The postelection GOP decision to go ahead and impeach Clinton on the decidedly non-prurient grounds of perjury and obstruction of justice despite the near-certainty of an acquittal in the Senate (which duly occurred on February 12, 1999, with only 50 of the required 67 votes for conviction) marked the whole exercise in which Starr played so central a role as a political embarrassment, albeit one that few Republicans regretted publicly. Many did, however, regret the independent-counsel system that Starr utilized for his self-governed inquisition; the statute authorizing independent counsels expired in June 1999 and has not been renewed.
For his part, Starr emerged from the impeachment fight having lost the bipartisan respect he once commanded but having gained an enhanced reputation as a partisan and conservative-movement warrior. Prior to his dogged pursuit of the Clintons, Starr had served as chief of staff to Reagan’s attorney general William French Smith and then as Poppy Bush’s solicitor general, with a stint as a federal appeals-court judge on the prestigious D.C. Circuit between those assignments. Post-impeachment, he spent some time in private legal practice, which included cases involving the defense of California’s anti-same-sex-marriage bill Proposition 8 and the defense of Epstein against charges of statutory rape. None of his earlier or contemporary controversies kept him from being appointed dean of the conservative Pepperdine University Law School in 2004 (a job he had given up when he became independent counsel) and then president of Baylor University in 2010. Three years later, he ascended even higher in the firmament of the Southern Baptist school in Waco, Texas, adding chancellor to his title.

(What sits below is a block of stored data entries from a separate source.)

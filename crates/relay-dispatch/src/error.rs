//! Dispatch error types.

use relay_pool::PoolError;
use relay_transport::TransportError;
use thiserror::Error;

/// Errors raised while building a payload from a message.
#[derive(Debug, Clone, PartialEq, Eq, Error)]
pub enum PayloadError {
    /// Neither a return path nor a `From` address is set.
    #[error("message has no sender")]
    MissingSender,

    /// The message has no To, Cc or Bcc recipients.
    #[error("message has no recipients")]
    MissingRecipients,

    /// A header name or value contains a line break.
    #[error("invalid header: {0}")]
    InvalidHeader(String),
}

/// Errors that can occur while dispatching a message.
#[derive(Debug, Error)]
pub enum DispatchError {
    /// No connection could be leased.
    #[error(transparent)]
    Pool(#[from] PoolError),

    /// The transport failed or rejected the message.
    #[error(transparent)]
    Transport(#[from] TransportError),

    /// The message could not be turned into a payload.
    #[error("cannot build payload: {0}")]
    Payload(#[from] PayloadError),

    /// Dispatch configuration error.
    #[error("dispatch configuration error: {0}")]
    Configuration(String),
}

impl DispatchError {
    /// Check if the dispatcher retries this error.
    #[must_use]
    pub fn is_retryable(&self) -> bool {
        matches!(self, Self::Transport(e) if e.is_transport_failure())
    }

    /// Check if the message itself cannot be sent as constructed.
    #[must_use]
    pub fn is_message_error(&self) -> bool {
        match self {
            Self::Payload(_) => true,
            Self::Transport(e) => e.is_message_error(),
            _ => false,
        }
    }

    /// Check if leasing a connection timed out.
    #[must_use]
    pub fn is_timeout(&self) -> bool {
        matches!(self, Self::Pool(e) if e.is_timeout())
    }
}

Starr might have enjoyed a quiet drift toward retirement at a school where his political and ideological leanings were no problem. But he became embroiled in a toxic scandal involving various hushed-up crimes of sexual assault by Baylor football players, which, as NPR later reported, led to a steep descent into disgrace for Starr and other university leaders:
According to a summary of the findings of the law firm Pepper Hamilton released by the university in 2016, the investigators discovered a “fundamental failure” by Baylor to implement Title IX, the federal law that polices sexual violence on campus, as well as the Violence Against Women Reauthorization Act …
Soon after the report was released, the school’s athletics director resigned after being sanctioned and put on probation, and the head football coach was fired along with other members of the athletics program. Starr was stripped of the presidency and subsequently resigned from his faculty position.
From sex scandal to sex scandal, the former distinguished jurist and law professor followed a long arc downward, culminating in some appearances on Fox News and a remarkable appearance on the first impeachment defense team of that paragon of presidential character, Donald Trump.
There is plenty to admire and deplore about this very prominent man’s career. Given his undoubted religious faith, one can only hope Starr met his maker with a full accounting of a long and consequential public life.